In order to implement this with a memory of which there is physically only one, there is a need for the physical addresses of the respective virtual machines to be translated once again in order that they do not respectively conflict. Stated specifically, it comes about that the virtual address of the virtual address space indicated with the RID of a certain virtual machine is translated into the physical address of the virtual machine, and the same is once again translated into the physical address of the real machine.

In order to carry out this double address translation at high speed, there is the method in which software for implementing a high-performance virtual machine environment (hereinafter, this software is called “hypervisor”) administers the address translation so as to store in the TLB a virtual machine virtual address to real machine physical address translation couple.

If this method is used, as long as there is an address translation couple in the TLB, there can, as for the processing corresponding to each memory access, be expected processing at a real time which is the same as the non-virtualized time. This method is called TLB shadowing. In the case of carrying out TLB shadowing, the following translations are carried out in case the hypervisor registers the address translation couple in the TLB.

1. The physical address of each virtual machine is translated into a physical address of a real machine.

2. The RID values of each virtual machine are converted so that there are no conflicts between the respective virtual machines.

More often than not, there is, as the performed method, carried out one in which the VMID (Virtual Machine Identifier) is entered into one part of the RID.

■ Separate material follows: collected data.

//! In-memory credential collection.
//!
//! The vault is an ordered list: insertion order is display order and stays
//! stable across edits. `CredentialStore` is the contract the coordinator
//! depends on, so tests can substitute a recording double and a future host
//! can back it with real persistence without touching the core.

use serde::Serialize;

use crate::credential::{Credential, CredentialDraft, CredentialId};

/// Read-only projection of the vault for rendering.
///
/// Assembled on demand; reflects store state at call time and carries no
/// behavioral contract beyond that.
#[derive(Debug, Clone, Serialize)]
pub struct VaultSnapshot {
    pub credentials: Vec<Credential>,
}

/// Contract between the coordinator and the credential collection.
///
/// The collection assigns derived fields on append; replace is an in-place
/// update that preserves the record's position and identity.
pub trait CredentialStore {
    /// Appends a new record built from `draft`, assigning id and timestamps.
    fn append(&mut self, draft: CredentialDraft) -> Credential;

    /// Replaces the record identified by `existing` with `draft`, keeping
    /// its position and id. Returns false if no such record exists.
    fn replace(&mut self, existing: &CredentialId, draft: CredentialDraft) -> bool;

    /// Snapshot of the current contents, in display order.
    fn snapshot(&self) -> VaultSnapshot;
}

/// Ordered in-memory credential store.
#[derive(Debug, Default)]
pub struct Vault {
    credentials: Vec<Credential>,
}

impl Vault {
    pub fn new() -> Self {
        Self::default()
    }

    pub fn len(&self) -> usize {
        self.credentials.len()
    }

    pub fn is_empty(&self) -> bool {
        self.credentials.is_empty()
    }

    /// Returns the record at `index` in display order.
    pub fn get(&self, index: usize) -> Option<&Credential> {
        self.credentials.get(index)
    }
}

impl CredentialStore for Vault {
    fn append(&mut self, draft: CredentialDraft) -> Credential {
        let credential = Credential {
            id: CredentialId::new(),
            issuer: draft.issuer,
            account: draft.account,
            secret: draft.secret,
            created_at: chrono::Utc::now(),
        };
        self.credentials.push(credential.clone());
        credential
    }

    fn replace(&mut self, existing: &CredentialId, draft: CredentialDraft) -> bool {
        let Some(slot) = self.credentials.iter_mut().find(|c| c.id == *existing) else {
            tracing::warn!(id = %existing, "replace for unknown credential ignored");
            return false;
        };
        slot.issuer = draft.issuer;
        slot.account = draft.account;
        slot.secret = draft.secret;
        true
    }

    fn snapshot(&self) -> VaultSnapshot {
        VaultSnapshot {
            credentials: self.credentials.clone(),
        }
    }
}

#[cfg(test)]
mod tests {
    use super::*;

    fn draft(issuer: &str) -> CredentialDraft {
        CredentialDraft::new(issuer, "me@example.com", "JBSWY3DP")
    }

    #[test]
    fn test_append_assigns_distinct_ids_and_keeps_order() {
        let mut vault = Vault::new();
        let a = vault.append(draft("Alpha"));
        let b = vault.append(draft("Beta"));

        assert_ne!(a.id, b.id);
        let snapshot = vault.snapshot();
        assert_eq!(snapshot.credentials.len(), 2);
        assert_eq!(snapshot.credentials[0].issuer, "Alpha");
        assert_eq!(snapshot.credentials[1].issuer, "Beta");
    }

    #[test]
    fn test_replace_preserves_position_and_id() {
        let mut vault = Vault::new();
        vault.append(draft("Alpha"));
        let target = vault.append(draft("Beta"));
        vault.append(draft("Gamma"));

        assert!(vault.replace(&target.id, draft("Beta Prime")));

        let snapshot = vault.snapshot();
        assert_eq!(snapshot.credentials[1].issuer, "Beta Prime");
        assert_eq!(snapshot.credentials[1].id, target.id);
        // Neighbors untouched.
        assert_eq!(snapshot.credentials[0].issuer, "Alpha");
        assert_eq!(snapshot.credentials[2].issuer, "Gamma");
        // The old field values are gone.
        assert!(snapshot.credentials.iter().all(|c| c.issuer != "Beta"));
    }

    #[test]
    fn test_replace_unknown_id_is_a_no_op() {
        let mut vault = Vault::new();
        let appended = vault.append(draft("Alpha"));
        let mut other = Vault::new();
        let foreign = other.append(draft("Elsewhere"));

        assert!(!vault.replace(&foreign.id, draft("Mutated")));
        assert_eq!(vault.snapshot().credentials[0], appended);
    }
}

Considering address translation function methods mentioned this far and occurring in machine virtualization, these are described in works such as James E. Smith, Ravi Nain, and Ravi Nair: “Virtual Machines: Versatile Platforms For Systems and Processes”, Morgan Kaufmann Series in Computer Architecture and Design, June 2005, pp. 396-404; and ISSN 1535-864X, Intel Virtualization Technology, Vol. 10, Issue 03.

SUMMARY OF THE INVENTION

Since the number of TLB entries (i.e., the number of address translation couples that can be stored) is limited, it is important from the viewpoint of performance to use the same effectively.

In the address translation function occurring in prior art machine virtualization, TLB entry conflicts ended up getting generated, the result being a cause of performance reduction.

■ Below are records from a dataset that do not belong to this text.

use std::fs;

use assert_cmd::cargo::cargo_bin_cmd;
use predicates::prelude::*;
use tempfile::tempdir;

#[test]
fn test_config_path_command() {
    let dir = tempdir().unwrap();

    cargo_bin_cmd!("otpdeck")
        .env("OTPDECK_HOME", dir.path())
        .args(["config", "path"])
        .assert()
        .success()
        .stdout(predicate::str::contains("config.toml"));
}

#[test]
fn test_config_init_creates_file() {
    let dir = tempdir().unwrap();
    let config_path = dir.path().join("config.toml");

    assert!(!config_path.exists());

    cargo_bin_cmd!("otpdeck")
        .env("OTPDECK_HOME", dir.path())
        .args(["config", "init"])
        .assert()
        .success()
        .stdout(predicate::str::contains("Created config at"));

    assert!(config_path.exists());

    let contents = fs::read_to_string(&config_path).unwrap();
    assert!(contents.contains("scanner_available ="));
}

#[test]
fn test_config_init_fails_if_exists() {
    let dir = tempdir().unwrap();
    let config_path = dir.path().join("config.toml");

    fs::write(&config_path, "# existing config").unwrap();

    cargo_bin_cmd!("otpdeck")
        .env("OTPDECK_HOME", dir.path())
        .args(["config", "init"])
        .assert()
        .failure()
        .stderr(predicate::str::contains("already exists"));
}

In a virtualization environment, since the address translation couples of each virtual machine are stored in one TLB, the number of TLB entries per virtual machine becomes relatively small, so if one considers that the influence of a case where a TLB miss occurs is great (in a non-virtualization environment, the OS processing in the case of a TLB miss becomes overhead but in a virtualization environment, overhead of the hypervisor is also added), and the like, there are also situations in which it must be regarded as even more important in the case of a virtualization environment.

Accordingly, it is an object of the present invention to avoid TLB entry conflicts and to furnish a TLB virtualization method and machine virtualization program of a machine virtualization device capable of improving the performance of a virtualization environment, in the case where the TLB is shadowed in a virtualization environment.

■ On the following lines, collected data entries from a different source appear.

//! CLI entry and dispatch.

use anyhow::{Context, Result};
use clap::Parser;
use otpdeck_core::config::{self, Config};

#[derive(Parser)]
#[command(name = "otpdeck")]
#[command(version = "0.1")]
#[command(about = "Terminal credential deck")]
struct Cli {
    #[command(subcommand)]
    command: Option<Commands>,
}

#[derive(clap::Subcommand)]
enum Commands {
    /// Manage configuration
    Config {
        #[command(subcommand)]
        command: ConfigCommands,
    },
}

#[derive(clap::Subcommand)]
enum ConfigCommands {
    /// Show the path to the config file
    Path,
    /// Initialize a default config file (if not present)
    Init,
}

pub fn run() -> Result<()> {
    let cli = Cli::parse();

    tracing_subscriber::fmt()
        .with_env_filter(tracing_subscriber::EnvFilter::from_default_env())
        .with_writer(std::io::stderr)
        .init();

    // default to the interactive session
    let Some(command) = cli.command else {
        let config = Config::load().context("load config")?;
        return crate::session::run(&config);
    };

    match command {
        Commands::Config { command } => match command {
            ConfigCommands::Path => {
                println!("{}", config::paths::config_path().display());
                Ok(())
            }
            ConfigCommands::Init => {
                let path = config::paths::config_path();
                Config::init_at(&path)?;
                println!("Created config at {}", path.display());
                Ok(())
            }
        },
    }
}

The aforementioned and other objects and novel characteristics of the present invention should become clear from the description and accompanying drawings of the present specification.

Among the inventions disclosed in the present application, a brief description of the outline of a representative aspect thereof would be as follows.

Specifically, as for the outline of the representative aspect, the RID value in the virtual machine used in the calculation of a TLB entry in the real machine is translated into different values in a plurality of virtual machines by means of hypervisor processing and further, the values of the bit strings of the translated RID values are modified.

Among the inventions disclosed in the present invention, a brief description of the effects to be obtained by means of the representative aspect would be as follows.

Specifically, the effects to be obtained by means of the representative aspect are, in case a TLB is shadowed in a virtualization environment, to avoid TLB entry conflicts and improve the performance of the virtualization environment.

The present invention pertains to the TLB virtualization method of a machine virtualization device and can be widely applied to devices using address translation in machine virtualization.

Other objects, features and advantages of the invention will become apparent from the following description of the embodiments of the invention taken in conjunction with the accompanying drawings.

BRIEF DESCRIPTION OF THE DRAWINGS

FIG. 1 is an explanatory diagram for describing address translation for the TLB virtualization method of a machine virtualization device of the present invention.

FIG. 2 is an explanatory diagram for describing TLB conflicts in the prior art for the TLB virtualization method of a machine virtualization device of the present invention.

FIG. 3 is an explanatory diagram for describing TLB entry conflict avoidance in the TLB virtualization method of a machine virtualization device of the present invention.

FIGS. 4A and 4B are explanatory diagrams for explaining the principles of TLB entry conflict avoidance in the TLB virtualization method of a machine virtualization device of the present invention.

FIG. 5 is an explanatory diagram for explaining hypervisor processing occurring in a TLB virtualization method of a machine virtualization device related to Embodiment 1 of the present invention.

FIG. 6 is an explanatory diagram for explaining processing by which translation is carried out using a lookup table occurring in the TLB virtualization method of a machine virtualization device related to Embodiment 1 of the present invention.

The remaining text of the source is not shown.